Study on numerical simulation of flowfield in afterburner for ducted rocket

Xiaoyu Ding; Xing Jin; Peng Zhang

doi:10.1117/12.2178241

4 March 2015 Study on numerical simulation of flowfield in afterburner for ducted rocket

Xiaoyu Ding, Xing Jin, Peng Zhang

Proceedings Volume 9521, Selected Papers from Conferences of the Photoelectronic Technology Committee of the Chinese Society of Astronautics 2014, Part I; 95211K (2015) https://doi.org/10.1117/12.2178241
Event: Selected Proceedings of the Photoelectronic Technology Committee Conferences held August-October 2014, 2014, China, China

Abstract

Ducted rocket has been widely concerned on account of its high specific impulse, combustion stability and convenient maintenance which mixes the exhaust from a fuel gas generator with air from air inlet, and burns to produce thrust.

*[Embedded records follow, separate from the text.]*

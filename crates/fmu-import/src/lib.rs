//! Import pipeline for model packages.
//!
//! ## Modules
//!
//! - [`archive`] — The `ArchiveExtractor` seam and its zip implementation
//! - [`cache`] — Extraction cache keyed by the package digest
//! - [`integrity`] — SHA-256 content hashes
//! - [`platform`] — Platform tags and binary paths inside a package
//! - [`config`] — `fmu.toml` discovery and parsing
//! - [`import`] — `import_model` and `create_instance`

pub mod archive;
pub mod cache;
pub mod config;
pub mod error;
pub mod import;
pub mod integrity;
pub mod platform;

// Re-export key types for convenience
pub use archive::{ArchiveExtractor, ZipExtractor};
pub use cache::{CacheEntry, ExtractionCache};
pub use config::{ImportConfig, ImportSection, InstanceSection};
pub use error::{ArchiveError, ImportError, Result};
pub use import::{create_instance, import_model, ImportedModel, Importer, MODEL_DESCRIPTION_FILE};
pub use integrity::ContentHash;
pub use platform::{file_uri, Platform};
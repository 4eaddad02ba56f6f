//! Loaded binary images.
//!
//! [`NativeImage`] is the only seam between binding and the platform
//! loader: it resolves an exported symbol name to an address and releases
//! the image when asked to.

use std::fmt;
use std::os::raw::c_void;
use std::path::{Path, PathBuf};

use libloading::Library;

use crate::error::{BindError, Result};

/// A loaded image whose exported symbols can be resolved by name.
pub trait NativeImage {
    /// Where the image was loaded from, for diagnostics.
    fn location(&self) -> &Path;

    /// Address of an exported symbol.
    fn resolve(&self, symbol: &str) -> Option<*const c_void>;

    /// Release the image. Failures are logged, never propagated.
    fn unload(self: Box<Self>) {
        drop(self);
    }
}

/// A shared library loaded with `libloading`.
pub struct LibraryImage {
    library: Library,
    path: PathBuf,
}

impl LibraryImage {
    /// Load the shared library at `path`.
    pub fn load(path: &Path) -> Result<Self> {
        if !path.is_file() {
            return Err(BindError::ImageNotFound {
                path: path.to_path_buf(),
            });
        }
        // SAFETY: loading runs the library's initializers. Model binaries are
        // trusted to the same degree as the package that ships them.
        let library = unsafe { Library::new(path) }.map_err(|e| BindError::ImageLoad {
            path: path.to_path_buf(),
            detail: e.to_string(),
        })?;
        tracing::debug!(path = %path.display(), "loaded binary");
        Ok(Self {
            library,
            path: path.to_path_buf(),
        })
    }

    /// Unload explicitly, logging instead of propagating a failure.
    pub fn close(self) {
        let path = self.path;
        match self.library.close() {
            Ok(()) => tracing::debug!(path = %path.display(), "unloaded binary"),
            Err(e) => tracing::warn!(path = %path.display(), error = %e, "failed to unload binary"),
        }
    }
}

impl NativeImage for LibraryImage {
    fn location(&self) -> &Path {
        &self.path
    }

    fn resolve(&self, symbol: &str) -> Option<*const c_void> {
        let mut name = Vec::with_capacity(symbol.len() + 1);
        name.extend_from_slice(symbol.as_bytes());
        name.push(0);
        // SAFETY: the symbol is read as an untyped address; callers cast it
        // to the signature the interface generation prescribes.
        let address = unsafe { self.library.get::<*const c_void>(&name) }
            .ok()
            .map(|symbol| *symbol)?;
        (!address.is_null()).then_some(address)
    }

    fn unload(self: Box<Self>) {
        self.close();
    }
}

impl fmt::Debug for LibraryImage {
    fn fmt(&self, f: &mut fmt::Formatter<'_>) -> fmt::Result {
        f.debug_struct("LibraryImage")
            .field("path", &self.path)
            .finish()
    }
}

#[cfg(test)]
mod tests {
    use super::*;

    #[test]
    fn missing_file_is_image_not_found() {
        let err = LibraryImage::load(Path::new("/nonexistent/model.so")).unwrap_err();
        assert!(matches!(err, BindError::ImageNotFound { .. }));
    }

    #[test]
    fn non_library_file_fails_to_load() {
        let dir = tempfile::tempdir().unwrap();
        let path = dir.path().join("bogus.so");
        std::fs::write(&path, b"not a shared object").unwrap();
        let err = LibraryImage::load(&path).unwrap_err();
        assert!(matches!(err, BindError::ImageLoad { .. }));
    }
}
//! Generation two (`fmiVersion="2.0"`).
//!
//! Symbols carry a fixed `fmi2` prefix and one binary may serve both kinds.
//! The callback struct is passed by pointer and must outlive the instance.

use std::os::raw::{c_char, c_int, c_uint, c_void};

use super::{RawStatus, RawStatusKind};

pub type Component = *mut c_void;
pub type ComponentEnvironment = *mut c_void;
pub type FmuState = *mut c_void;
pub type ValueReference = c_uint;
pub type Real = f64;
pub type Integer = c_int;
pub type Boolean = c_int;
pub type Byte = c_char;
pub type FmiString = *const c_char;

pub const TRUE: Boolean = 1;
pub const FALSE: Boolean = 0;

pub fn boolean(value: bool) -> Boolean {
    if value {
        TRUE
    } else {
        FALSE
    }
}

/// `fmi2Type` passed to `fmi2Instantiate`.
pub type Type = c_int;
pub const MODEL_EXCHANGE: Type = 0;
pub const CO_SIMULATION: Type = 1;

/// Host logger; see [`super::v1::Logger`] for the variadic caveat.
pub type Logger = extern "C" fn(ComponentEnvironment, FmiString, RawStatus, FmiString, FmiString);
pub type AllocateMemory = extern "C" fn(usize, usize) -> *mut c_void;
pub type FreeMemory = extern "C" fn(*mut c_void);
pub type StepFinished = extern "C" fn(ComponentEnvironment, RawStatus);

#[repr(C)]
#[derive(Clone, Copy)]
pub struct CallbackFunctions {
    pub logger: Logger,
    pub allocate_memory: AllocateMemory,
    pub free_memory: FreeMemory,
    pub step_finished: Option<StepFinished>,
    pub component_environment: ComponentEnvironment,
}

#[repr(C)]
#[derive(Debug, Clone, Copy, Default)]
pub struct EventInfo {
    pub new_discrete_states_needed: Boolean,
    pub terminate_simulation: Boolean,
    pub nominals_of_continuous_states_changed: Boolean,
    pub values_of_continuous_states_changed: Boolean,
    pub next_event_time_defined: Boolean,
    pub next_event_time: Real,
}

pub type GetStringFn = unsafe extern "C" fn() -> FmiString;
pub type InstantiateFn = unsafe extern "C" fn(
    FmiString,
    Type,
    FmiString,
    FmiString,
    *const CallbackFunctions,
    Boolean,
    Boolean,
) -> Component;
pub type FreeInstanceFn = unsafe extern "C" fn(Component);
pub type ComponentFn = unsafe extern "C" fn(Component) -> RawStatus;
pub type SetDebugLoggingFn =
    unsafe extern "C" fn(Component, Boolean, usize, *const FmiString) -> RawStatus;
pub type SetupExperimentFn =
    unsafe extern "C" fn(Component, Boolean, Real, Real, Boolean, Real) -> RawStatus;
pub type SetValuesFn<T> =
    unsafe extern "C" fn(Component, *const ValueReference, usize, *const T) -> RawStatus;
pub type GetValuesFn<T> =
    unsafe extern "C" fn(Component, *const ValueReference, usize, *mut T) -> RawStatus;

// State exchange.
pub type GetFmuStateFn = unsafe extern "C" fn(Component, *mut FmuState) -> RawStatus;
pub type SetFmuStateFn = unsafe extern "C" fn(Component, FmuState) -> RawStatus;
pub type FreeFmuStateFn = unsafe extern "C" fn(Component, *mut FmuState) -> RawStatus;
pub type SerializedSizeFn = unsafe extern "C" fn(Component, FmuState, *mut usize) -> RawStatus;
pub type SerializeFn = unsafe extern "C" fn(Component, FmuState, *mut Byte, usize) -> RawStatus;
pub type DeserializeFn =
    unsafe extern "C" fn(Component, *const Byte, usize, *mut FmuState) -> RawStatus;
pub type GetDirectionalDerivativeFn = unsafe extern "C" fn(
    Component,
    *const ValueReference,
    usize,
    *const ValueReference,
    usize,
    *const Real,
    *mut Real,
) -> RawStatus;

// Model exchange.
pub type NewDiscreteStatesFn = unsafe extern "C" fn(Component, *mut EventInfo) -> RawStatus;
pub type CompletedIntegratorStepFn =
    unsafe extern "C" fn(Component, Boolean, *mut Boolean, *mut Boolean) -> RawStatus;
pub type SetTimeFn = unsafe extern "C" fn(Component, Real) -> RawStatus;
pub type SetRealsFn = unsafe extern "C" fn(Component, *const Real, usize) -> RawStatus;
pub type GetRealsFn = unsafe extern "C" fn(Component, *mut Real, usize) -> RawStatus;

// Co-simulation.
pub type DoStepFn = unsafe extern "C" fn(Component, Real, Real, Boolean) -> RawStatus;
pub type GetStatusFn<T> = unsafe extern "C" fn(Component, RawStatusKind, *mut T) -> RawStatus;
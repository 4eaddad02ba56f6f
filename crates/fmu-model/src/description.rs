//! The model description aggregate.
//!
//! A [`ModelDescription`] is assembled once, at the end of parsing, from its
//! scalar metadata, the variable registry, and the model structure. It offers
//! read-only access afterwards.

use std::fmt;

use serde::Serialize;

use crate::dependency::{DependencyKind, DependencyTable};
use crate::registry::VariableRegistry;
use crate::variable::{Causality, Variable, VariableIndex};

/// Version of the binary call interface a model implements.
#[derive(Debug, Clone, Copy, PartialEq, Eq, Hash, Serialize)]
pub enum InterfaceGeneration {
    /// `fmiVersion="1.0"`: symbols prefixed with the model identifier.
    #[serde(rename = "1.0")]
    V1,
    /// `fmiVersion="2.0"`: fixed `fmi2*` symbol names.
    #[serde(rename = "2.0")]
    V2,
}

impl InterfaceGeneration {
    /// Parse the `fmiVersion` attribute.
    pub fn parse(s: &str) -> Option<Self> {
        match s.trim() {
            "1.0" => Some(Self::V1),
            "2.0" => Some(Self::V2),
            _ => None,
        }
    }

    pub fn as_str(&self) -> &'static str {
        match self {
            Self::V1 => "1.0",
            Self::V2 => "2.0",
        }
    }
}

impl fmt::Display for InterfaceGeneration {
    fn fmt(&self, f: &mut fmt::Formatter<'_>) -> fmt::Result {
        f.write_str(self.as_str())
    }
}

/// Which binary variant to bind: state-exchange or step-based execution.
#[derive(Debug, Clone, Copy, PartialEq, Eq, Hash, Serialize)]
#[serde(rename_all = "kebab-case")]
pub enum FmuKind {
    ModelExchange,
    CoSimulation,
}

impl FmuKind {
    pub fn parse(s: &str) -> Option<Self> {
        match s {
            "me" | "model-exchange" => Some(Self::ModelExchange),
            "cs" | "co-simulation" => Some(Self::CoSimulation),
            _ => None,
        }
    }

    pub fn as_str(&self) -> &'static str {
        match self {
            Self::ModelExchange => "model-exchange",
            Self::CoSimulation => "co-simulation",
        }
    }
}

impl fmt::Display for FmuKind {
    fn fmt(&self, f: &mut fmt::Formatter<'_>) -> fmt::Result {
        f.write_str(self.as_str())
    }
}

/// Capability flags declared for one binary variant.
#[derive(Debug, Clone, Default, PartialEq, Eq, Serialize)]
#[serde(rename_all = "kebab-case")]
pub struct KindCapabilities {
    /// Base name of the binary and, for generation one, the symbol prefix.
    pub model_identifier: String,
    pub needs_execution_tool: bool,
    pub can_handle_variable_communication_step_size: bool,
    pub can_interpolate_inputs: bool,
    pub max_output_derivative_order: u32,
    pub can_run_asynchronously: bool,
    pub can_be_instantiated_only_once_per_process: bool,
    pub can_not_use_memory_management_functions: bool,
    pub can_get_and_set_fmu_state: bool,
    pub can_serialize_fmu_state: bool,
    pub provides_directional_derivative: bool,
    pub completed_integrator_step_not_needed: bool,
}

/// Suggested experiment settings.
#[derive(Debug, Clone, Default, PartialEq, Serialize)]
#[serde(rename_all = "kebab-case")]
pub struct DefaultExperiment {
    pub start_time: Option<f64>,
    pub stop_time: Option<f64>,
    pub tolerance: Option<f64>,
    pub step_size: Option<f64>,
}

/// A logging category the binary understands.
#[derive(Debug, Clone, PartialEq, Eq, Serialize)]
pub struct LogCategory {
    pub name: String,
    #[serde(skip_serializing_if = "Option::is_none")]
    pub description: Option<String>,
}

/// Scalar metadata of a model.
#[derive(Debug, Clone, PartialEq, Serialize)]
#[serde(rename_all = "kebab-case")]
pub struct ModelMetadata {
    pub generation: InterfaceGeneration,
    pub model_name: String,
    /// Unique model id, passed back to the binary at instantiation.
    pub guid: String,
    pub description: Option<String>,
    pub author: Option<String>,
    pub version: Option<String>,
    pub generation_tool: Option<String>,
    pub generation_date_and_time: Option<String>,
    /// Generation one declares a single identifier on the root element.
    pub model_identifier: Option<String>,
    pub number_of_event_indicators: usize,
    /// Generation one declares the state count explicitly.
    pub number_of_continuous_states: Option<usize>,
    pub model_exchange: Option<KindCapabilities>,
    pub co_simulation: Option<KindCapabilities>,
    pub default_experiment: Option<DefaultExperiment>,
    pub log_categories: Vec<LogCategory>,
}

impl ModelMetadata {
    /// Empty metadata for the given interface generation.
    pub fn new(generation: InterfaceGeneration) -> Self {
        Self {
            generation,
            model_name: String::new(),
            guid: String::new(),
            description: None,
            author: None,
            version: None,
            generation_tool: None,
            generation_date_and_time: None,
            model_identifier: None,
            number_of_event_indicators: 0,
            number_of_continuous_states: None,
            model_exchange: None,
            co_simulation: None,
            default_experiment: None,
            log_categories: Vec::new(),
        }
    }
}

/// Row/column sets and the four structural dependency tables.
///
/// `outputs` and `derivatives` are the table rows, `inputs` and `states` the
/// columns, all as document-order variable indices.
#[derive(Debug, Clone, Default, PartialEq, Eq)]
pub struct ModelStructure {
    pub outputs: Vec<VariableIndex>,
    pub derivatives: Vec<VariableIndex>,
    pub inputs: Vec<VariableIndex>,
    pub states: Vec<VariableIndex>,
    pub derivatives_on_states: Option<DependencyTable>,
    pub derivatives_on_inputs: Option<DependencyTable>,
    pub outputs_on_states: Option<DependencyTable>,
    pub outputs_on_inputs: Option<DependencyTable>,
}

impl ModelStructure {
    /// The table of the given kind, `None` when it carries no information.
    pub fn table(&self, kind: DependencyKind) -> Option<&DependencyTable> {
        match kind {
            DependencyKind::DerivativesOnStates => self.derivatives_on_states.as_ref(),
            DependencyKind::DerivativesOnInputs => self.derivatives_on_inputs.as_ref(),
            DependencyKind::OutputsOnStates => self.outputs_on_states.as_ref(),
            DependencyKind::OutputsOnInputs => self.outputs_on_inputs.as_ref(),
        }
    }

    /// Row variables of a table kind.
    pub fn rows(&self, kind: DependencyKind) -> &[VariableIndex] {
        match kind {
            DependencyKind::DerivativesOnStates | DependencyKind::DerivativesOnInputs => {
                &self.derivatives
            }
            DependencyKind::OutputsOnStates | DependencyKind::OutputsOnInputs => &self.outputs,
        }
    }

    /// Column variables of a table kind.
    pub fn columns(&self, kind: DependencyKind) -> &[VariableIndex] {
        match kind {
            DependencyKind::DerivativesOnStates | DependencyKind::OutputsOnStates => &self.states,
            DependencyKind::DerivativesOnInputs | DependencyKind::OutputsOnInputs => &self.inputs,
        }
    }
}

/// A parsed and validated (or flagged invalid) model description.
#[derive(Debug, Clone)]
pub struct ModelDescription {
    metadata: ModelMetadata,
    variables: VariableRegistry,
    structure: ModelStructure,
    valid: bool,
}

impl ModelDescription {
    /// Assemble a description. `valid` is false when any error was reported
    /// while building it.
    pub fn new(
        metadata: ModelMetadata,
        variables: VariableRegistry,
        structure: ModelStructure,
        valid: bool,
    ) -> Self {
        Self {
            metadata,
            variables,
            structure,
            valid,
        }
    }

    /// Whether the description passed parsing and validation.
    pub fn is_valid(&self) -> bool {
        self.valid
    }

    pub fn metadata(&self) -> &ModelMetadata {
        &self.metadata
    }

    pub fn generation(&self) -> InterfaceGeneration {
        self.metadata.generation
    }

    pub fn model_name(&self) -> &str {
        &self.metadata.model_name
    }

    pub fn guid(&self) -> &str {
        &self.metadata.guid
    }

    pub fn variables(&self) -> &VariableRegistry {
        &self.variables
    }

    pub fn structure(&self) -> &ModelStructure {
        &self.structure
    }

    /// A structural dependency table, `None` when absent or empty.
    pub fn dependencies(&self, kind: DependencyKind) -> Option<&DependencyTable> {
        self.structure.table(kind)
    }

    /// Capabilities of a binary variant, if the model provides it.
    pub fn capabilities(&self, kind: FmuKind) -> Option<&KindCapabilities> {
        match kind {
            FmuKind::ModelExchange => self.metadata.model_exchange.as_ref(),
            FmuKind::CoSimulation => self.metadata.co_simulation.as_ref(),
        }
    }

    pub fn supports(&self, kind: FmuKind) -> bool {
        self.capabilities(kind).is_some()
    }

    /// Model identifier used to locate and bind the binary of `kind`.
    pub fn model_identifier(&self, kind: FmuKind) -> Option<&str> {
        let caps = self.capabilities(kind)?;
        if !caps.model_identifier.is_empty() {
            return Some(&caps.model_identifier);
        }
        self.metadata.model_identifier.as_deref()
    }

    /// Number of continuous states, declared (generation one) or derived
    /// from the model structure.
    pub fn number_of_continuous_states(&self) -> usize {
        self.metadata
            .number_of_continuous_states
            .unwrap_or(self.structure.states.len())
    }

    pub fn number_of_event_indicators(&self) -> usize {
        self.metadata.number_of_event_indicators
    }

    /// Variables with the given causality, in document order.
    pub fn variables_with_causality(
        &self,
        causality: Causality,
    ) -> impl Iterator<Item = &Variable> + '_ {
        self.variables
            .iter()
            .map(|(_, v)| v)
            .filter(move |v| v.causality == causality)
    }

    /// Resolve a document-order index to its variable.
    pub fn variable(&self, index: VariableIndex) -> Option<&Variable> {
        self.variables.get(index)
    }

    /// Input variables, the columns of the `*OnInputs` tables.
    pub fn inputs(&self) -> impl Iterator<Item = &Variable> + '_ {
        self.resolve(&self.structure.inputs)
    }

    /// Output variables, the rows of the `Outputs*` tables.
    pub fn outputs(&self) -> impl Iterator<Item = &Variable> + '_ {
        self.resolve(&self.structure.outputs)
    }

    /// Continuous state variables, the columns of the `*OnStates` tables.
    pub fn states(&self) -> impl Iterator<Item = &Variable> + '_ {
        self.resolve(&self.structure.states)
    }

    /// State derivatives, the rows of the `Derivatives*` tables.
    pub fn derivatives(&self) -> impl Iterator<Item = &Variable> + '_ {
        self.resolve(&self.structure.derivatives)
    }

    fn resolve<'a>(&'a self, indices: &'a [VariableIndex]) -> impl Iterator<Item = &'a Variable> + 'a {
        indices.iter().filter_map(move |&i| self.variables.get(i))
    }
}

#[cfg(test)]
mod tests {
    use super::*;
    use crate::dependency::{DependencyFactorKind, DependencyTableBuilder};
    use crate::variable::BaseType;

    fn sample() -> ModelDescription {
        let mut metadata = ModelMetadata::new(InterfaceGeneration::V2);
        metadata.model_name = "bouncing".into();
        metadata.guid = "{abc}".into();
        metadata.co_simulation = Some(KindCapabilities {
            model_identifier: "bouncing_cs".into(),
            ..Default::default()
        });

        let mut variables = VariableRegistry::new();
        let y = variables
            .insert(Variable::new("y", 7, BaseType::Real).with_causality(Causality::Output))
            .unwrap();
        let u = variables
            .insert(Variable::new("u", 2, BaseType::Real).with_causality(Causality::Input))
            .unwrap();

        let mut builder = DependencyTableBuilder::new();
        builder.push_row(0, [(0, DependencyFactorKind::Dependent)]);
        let structure = ModelStructure {
            outputs: vec![y],
            inputs: vec![u],
            outputs_on_inputs: builder.finish(),
            ..Default::default()
        };
        ModelDescription::new(metadata, variables, structure, true)
    }

    #[test]
    fn accessors() {
        let md = sample();
        assert!(md.is_valid());
        assert_eq!(md.generation(), InterfaceGeneration::V2);
        assert_eq!(md.model_name(), "bouncing");
        assert!(md.supports(FmuKind::CoSimulation));
        assert!(!md.supports(FmuKind::ModelExchange));
        assert_eq!(md.model_identifier(FmuKind::CoSimulation), Some("bouncing_cs"));
        assert_eq!(md.model_identifier(FmuKind::ModelExchange), None);
        assert_eq!(md.number_of_continuous_states(), 0);
        assert_eq!(md.variables_with_causality(Causality::Input).count(), 1);
        assert_eq!(md.inputs().map(|v| v.name.as_str()).collect::<Vec<_>>(), ["u"]);
        assert_eq!(md.outputs().map(|v| v.name.as_str()).collect::<Vec<_>>(), ["y"]);
        assert_eq!(md.states().count(), 0);
    }

    #[test]
    fn absent_tables_are_none() {
        let md = sample();
        assert!(md.dependencies(DependencyKind::OutputsOnInputs).is_some());
        assert!(md.dependencies(DependencyKind::OutputsOnStates).is_none());
        assert!(md.dependencies(DependencyKind::DerivativesOnStates).is_none());
        assert_eq!(md.structure().rows(DependencyKind::OutputsOnInputs).len(), 1);
        assert_eq!(md.structure().columns(DependencyKind::OutputsOnInputs).len(), 1);
    }

    #[test]
    fn generation_one_identifier_falls_back_to_root() {
        let mut metadata = ModelMetadata::new(InterfaceGeneration::V1);
        metadata.model_identifier = Some("legacy".into());
        metadata.model_exchange = Some(KindCapabilities::default());
        let md = ModelDescription::new(
            metadata,
            VariableRegistry::new(),
            ModelStructure::default(),
            true,
        );
        assert_eq!(md.model_identifier(FmuKind::ModelExchange), Some("legacy"));
        assert_eq!(InterfaceGeneration::parse("1.0"), Some(InterfaceGeneration::V1));
        assert_eq!(InterfaceGeneration::parse("3.0"), None);
    }
}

It is necessary to establish two-dimensional or three-dimensional numerical models based on computational fluid dynamics to study on the flowfield in afterburner which is the key of ducted rocket because of expensive experiments, which is aimed at providing theoretical foundation for ducted rocket’s development. In this paper, the gas-phase turbulent combustion process in afterburner with dual inlet three-dimensional mode was simulated numerically by solving Favre-averaged compressible turbulent N-S equations, the renormalization group (RNG) k-ε turbulence model was applied to simulate the turbulent flow, and Eddy-Dissipation Model (EDM) was applied to simulate gas combustion. Through simulation, situation analysis of flowfield in afterburner was done, and the influence of mixing combustion on afterburner was studied by taking air inlet angles and air-fuel ratio into account respectively. The results indicate that the distribution of temperature in afterburner is nonuniform, the backflow and axial swirl produced by gas mixing have an important influence on afterburner combustion. As air inlet angle is increased, the intensity of gas mixing is enhanced which is beneficial for afterburner combustion. That increasing air-fuel ratio is able to strength contact of oxygen with fuel gas, so that more fuel gas is consumed in the same location which is more beneficial for afterburner combustion.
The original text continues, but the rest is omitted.